* **Task item**
Repeat the entries below exactly. Begin with the first line and end with the line that contains "let first = test.proxy.run(review_task()).await.unwrap();".

____ Input records

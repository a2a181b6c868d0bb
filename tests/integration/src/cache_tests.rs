//! Response caching over HTTP

use crate::fixtures::*;
use crate::helpers::*;
use crate::mock_agents::*;
use pretty_assertions::assert_eq;
use std::time::Duration;

#[tokio::test]
async fn test_repeated_task_served_from_cache() {
    let server = MockAgentServer::start().await;
    server.mock_success("summary").await;

    let config = agent_config(&server.url(), &[]).with_cache(Duration::from_secs(60));
    let mut test = TestProxy::new("summarizer", config);

    let first = test.proxy.run(review_task()).await.unwrap();
    let second = test.proxy.run(review_task()).await.unwrap();

    assert!(!first.cached);
    assert!(second.cached);
    assert_eq!(second.content(), "summary");
    assert_eq!(server.calls().await, 1);

    let stats = test.proxy.cache().unwrap().stats();
    assert_eq!(stats.hits, 1);
    assert_eq!(stats.misses, 1);
    assert_eq!(test.event_types().last(), Some(&"cache_hit"));
}

#[tokio::test]
async fn test_different_context_is_a_different_entry() {
    let server = MockAgentServer::start().await;
    server.mock_success("summary").await;

    let config = agent_config(&server.url(), &[]).with_cache(Duration::from_secs(60));
    let test = TestProxy::new("summarizer", config);

    test.proxy.run(review_task()).await.unwrap();
    test.proxy
        .run(review_task().with_context(serde_json::json!({ "diff": "other" })))
        .await
        .unwrap();

    assert_eq!(server.calls().await, 2);
}

#[tokio::test]
async fn test_expired_entry_calls_again() {
    let server = MockAgentServer::start().await;
    server.mock_success("summary").await;

    let config = agent_config(&server.url(), &[]).with_cache(Duration::from_millis(200));
    let test = TestProxy::new("summarizer", config);

    test.proxy.run(simple_task("sum")).await.unwrap();
    tokio::time::sleep(Duration::from_millis(300)).await;
    let again = test.proxy.run(simple_task("sum")).await.unwrap();

    assert!(!again.cached);
    assert_eq!(server.calls().await, 2);
}

#[tokio::test]
async fn test_failures_are_not_cached() {
    let server = MockAgentServer::start().await;
    server.mock_busy_times(1).await;
    server.mock_success("recovered").await;

    let config = agent_config(&server.url(), &[])
        .with_max_failovers(0)
        .with_cache(Duration::from_secs(60));
    let test = TestProxy::new("summarizer", config);

    assert!(test.proxy.run(simple_task("sum")).await.is_err());
    let output = test.proxy.run(simple_task("sum")).await.unwrap();

    assert_eq!(output.content(), "recovered");
    assert!(!output.cached);
    assert_eq!(server.calls().await, 2);
}

#[tokio::test]
async fn test_cache_disabled_always_calls() {
    let server = MockAgentServer::start().await;
    server.mock_success("summary").await;

    let test = TestProxy::new("summarizer", agent_config(&server.url(), &[]));
    test.proxy.run(simple_task("sum")).await.unwrap();
    test.proxy.run(simple_task("sum")).await.unwrap();

    assert!(test.proxy.cache().is_none());
    assert_eq!(server.calls().await, 2);
}
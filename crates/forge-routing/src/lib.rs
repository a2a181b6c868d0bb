//! # Forge Routing
//!
//! Endpoint selection for remote agent calls.
//!
//! This crate provides:
//! - A fixed endpoint pool with per-endpoint health hysteresis
//! - Priority, round-robin and least-connections strategies
//! - Per-call dispatch state with a bounded failover budget
//! - Opportunistic health probing

#![forbid(unsafe_code)]
#![warn(missing_docs)]

pub mod dispatch;
pub mod endpoint;
pub mod health;
pub mod pool;
pub mod strategy;

// Re-export main types
pub use dispatch::{DispatchState, Dispatcher, Selection};
pub use endpoint::{Endpoint, EndpointSnapshot, HealthStatus, HealthThresholds, InFlightGuard};
pub use health::{HealthChecker, ProbeReport};
pub use pool::{EndpointPool, PoolConfig};
pub use strategy::{LoadBalancingStrategy, TieBreak};
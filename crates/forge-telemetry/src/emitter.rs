//! Event emitter that logs through `tracing`.

use forge_core::{EventEmitter, ProxyEvent};
use tracing::{debug, error, info, instrument, warn};

/// Logs every proxy event with structured fields
#[derive(Debug, Clone, Default)]
pub struct TracingEventEmitter {
    namespace: String,
}

impl TracingEventEmitter {
    /// Create a new tracing event emitter
    #[must_use]
    pub fn new(namespace: impl Into<String>) -> Self {
        Self {
            namespace: namespace.into(),
        }
    }
}

#[async_trait::async_trait]
impl EventEmitter for TracingEventEmitter {
    #[instrument(skip_all, fields(namespace = %self.namespace))]
    async fn emit(&self, event: ProxyEvent) {
        match &event {
            ProxyEvent::AttemptStarted {
                agent,
                call_id,
                endpoint,
                attempt,
                ..
            } => {
                debug!(
                    agent = %agent,
                    call_id = %call_id,
                    endpoint = %endpoint,
                    attempt = attempt,
                    "Attempt started"
                );
            }
            ProxyEvent::AttemptFailed {
                agent,
                call_id,
                endpoint,
                attempt,
                outcome,
                duration_ms,
                will_failover,
                ..
            } => {
                warn!(
                    agent = %agent,
                    call_id = %call_id,
                    endpoint = %endpoint,
                    attempt = attempt,
                    outcome = %outcome,
                    duration_ms = duration_ms,
                    will_failover = will_failover,
                    "Attempt failed"
                );
            }
            ProxyEvent::CallSucceeded {
                agent,
                call_id,
                endpoint,
                attempts,
                duration_ms,
                ..
            } => {
                info!(
                    agent = %agent,
                    call_id = %call_id,
                    endpoint = %endpoint,
                    attempts = attempts,
                    duration_ms = duration_ms,
                    "Call succeeded"
                );
            }
            ProxyEvent::CacheHit {
                agent,
                call_id,
                fingerprint,
                ..
            } => {
                debug!(
                    agent = %agent,
                    call_id = %call_id,
                    fingerprint = %fingerprint,
                    "Served from cache"
                );
            }
            ProxyEvent::CallExhausted {
                agent,
                call_id,
                attempts,
                ..
            } => {
                let summary: Vec<String> = attempts.iter().map(ToString::to_string).collect();
                error!(
                    agent = %agent,
                    call_id = %call_id,
                    attempts = attempts.len(),
                    history = ?summary,
                    "All attempts failed"
                );
            }
            ProxyEvent::CallFailed {
                agent,
                call_id,
                error_code,
                message,
                ..
            } => {
                error!(
                    agent = %agent,
                    call_id = %call_id,
                    error_code = %error_code,
                    message = %message,
                    "Call failed"
                );
            }
        }
    }
}
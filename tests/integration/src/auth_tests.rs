//! Authentication handling over HTTP

use crate::fixtures::*;
use crate::helpers::*;
use crate::mock_agents::*;
use forge_core::{AttemptOutcome, ProxyError, ProxyEvent};
use pretty_assertions::assert_eq;

#[tokio::test]
async fn test_rejected_credential_never_fails_over() {
    let primary = MockAgentServer::start().await;
    let backup = MockAgentServer::start().await;
    primary.mock_unauthorized().await;
    backup.mock_success("unused").await;

    let config = agent_config(&primary.url(), &[&backup.url()]).with_token("stale");
    let mut test = TestProxy::new("reviewer", config);
    let err = test.proxy.run(simple_task("review")).await.unwrap_err();

    assert!(matches!(err, ProxyError::Auth { .. }), "{err:?}");
    assert_eq!(err.error_code(), "auth_error");
    assert_eq!(primary.calls().await, 1);
    assert_eq!(backup.calls().await, 0);

    let events = test.drain_events();
    let types: Vec<&str> = events.iter().map(ProxyEvent::event_type).collect();
    assert_eq!(types, vec!["attempt_started", "attempt_failed", "call_failed"]);
    assert!(matches!(
        &events[1],
        ProxyEvent::AttemptFailed {
            outcome: AttemptOutcome::AuthError { .. },
            will_failover: false,
            ..
        }
    ));
}

#[tokio::test]
async fn test_rejection_does_not_hurt_endpoint_health() {
    let server = MockAgentServer::start().await;
    server.mock_unauthorized().await;

    let test = TestProxy::new("reviewer", agent_config(&server.url(), &[]).with_token("stale"));
    for _ in 0..5 {
        assert!(test.proxy.run(simple_task("review")).await.is_err());
    }

    let endpoint = &test.proxy.snapshot().endpoints[0];
    assert_eq!(endpoint.consecutive_failures, 0);
    assert!(endpoint.status.is_available());
    assert_eq!(endpoint.recent_attempts.len(), 5);
}

#[tokio::test]
async fn test_bearer_token_is_sent() {
    let server = MockAgentServer::start().await;
    server.mock_requires_token("s3cret", "welcome").await;

    let config = agent_config(&server.url(), &[]).with_token("s3cret");
    let test = TestProxy::new("reviewer", config);
    let output = test.proxy.run(simple_task("review")).await.unwrap();

    assert_eq!(output.content(), "welcome");
}

#[tokio::test]
async fn test_required_token_missing_sends_nothing() {
    let server = MockAgentServer::start().await;
    server.mock_success("unused").await;

    let config = agent_config(&server.url(), &[]).with_auth_required(true);
    let test = TestProxy::new("reviewer", config);
    let err = test.proxy.run(simple_task("review")).await.unwrap_err();

    assert_eq!(err.error_code(), "auth_error");
    assert_eq!(server.calls().await, 0);
}
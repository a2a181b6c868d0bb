//! # Forge Resilience
//!
//! Resilience helpers for remote agent calls.
//!
//! This crate provides:
//! - A TTL-bounded response cache keyed by task fingerprint
//! - Backoff for repeated attempts on the same endpoint

#![forbid(unsafe_code)]
#![warn(missing_docs)]

pub mod backoff;
pub mod cache;

pub use backoff::RetryDelay;
pub use cache::{CacheConfig, CacheStats, ResponseCache};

________

* **Output of the exercise**
repository a2a181b6c868d0bb
filename tests/integration/src/cache_tests.rs
//! Response caching over HTTP

use crate::fixtures::*;
use crate::helpers::*;
use crate::mock_agents::*;
use pretty_assertions::assert_eq;
use std::time::Duration;

#[tokio::test]
async fn test_repeated_task_served_from_cache() {
    let server = MockAgentServer::start().await;
    server.mock_success("summary").await;

    let config = agent_config(&server.url(), &[]).with_cache(Duration::from_secs(60));
    let mut test = TestProxy::new("summarizer", config);

    let first = test.proxy.run(review_task()).await.unwrap();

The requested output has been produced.